_Exercise aim_
Copy out, from the entries below, each line holding the string "ErrorKind".

### Records ###

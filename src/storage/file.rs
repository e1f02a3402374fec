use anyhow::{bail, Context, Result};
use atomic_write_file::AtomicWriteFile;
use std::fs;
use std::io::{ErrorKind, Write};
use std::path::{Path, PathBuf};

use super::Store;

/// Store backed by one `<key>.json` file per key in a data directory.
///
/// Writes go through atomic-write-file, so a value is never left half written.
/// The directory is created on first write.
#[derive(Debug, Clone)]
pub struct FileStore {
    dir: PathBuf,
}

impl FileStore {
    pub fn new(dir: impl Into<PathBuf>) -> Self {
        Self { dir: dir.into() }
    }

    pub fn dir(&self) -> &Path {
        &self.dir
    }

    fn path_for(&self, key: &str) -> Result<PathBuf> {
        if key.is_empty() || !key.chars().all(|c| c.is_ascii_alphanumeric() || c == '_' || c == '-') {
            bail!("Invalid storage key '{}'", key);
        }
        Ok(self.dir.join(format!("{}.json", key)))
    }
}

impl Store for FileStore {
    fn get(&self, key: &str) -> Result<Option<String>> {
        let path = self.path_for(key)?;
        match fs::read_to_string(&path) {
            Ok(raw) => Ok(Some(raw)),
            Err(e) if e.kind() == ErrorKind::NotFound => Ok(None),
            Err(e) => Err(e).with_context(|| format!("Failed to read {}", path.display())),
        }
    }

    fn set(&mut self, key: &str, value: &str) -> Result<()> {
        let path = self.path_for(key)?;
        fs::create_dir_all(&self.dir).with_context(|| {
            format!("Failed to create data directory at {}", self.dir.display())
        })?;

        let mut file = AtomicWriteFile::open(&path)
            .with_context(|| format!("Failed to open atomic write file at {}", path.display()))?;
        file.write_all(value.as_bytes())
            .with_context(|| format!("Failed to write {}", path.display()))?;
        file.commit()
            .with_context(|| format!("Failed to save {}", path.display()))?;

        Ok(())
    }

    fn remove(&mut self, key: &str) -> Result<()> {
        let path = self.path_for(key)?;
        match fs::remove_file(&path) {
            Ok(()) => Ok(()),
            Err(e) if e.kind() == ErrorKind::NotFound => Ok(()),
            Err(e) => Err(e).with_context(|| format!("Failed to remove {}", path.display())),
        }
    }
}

###

_Answer below_
use std::io::{ErrorKind, Write};
            Err(e) if e.kind() == ErrorKind::NotFound => Ok(None),
            Err(e) if e.kind() == ErrorKind::NotFound => Ok(()),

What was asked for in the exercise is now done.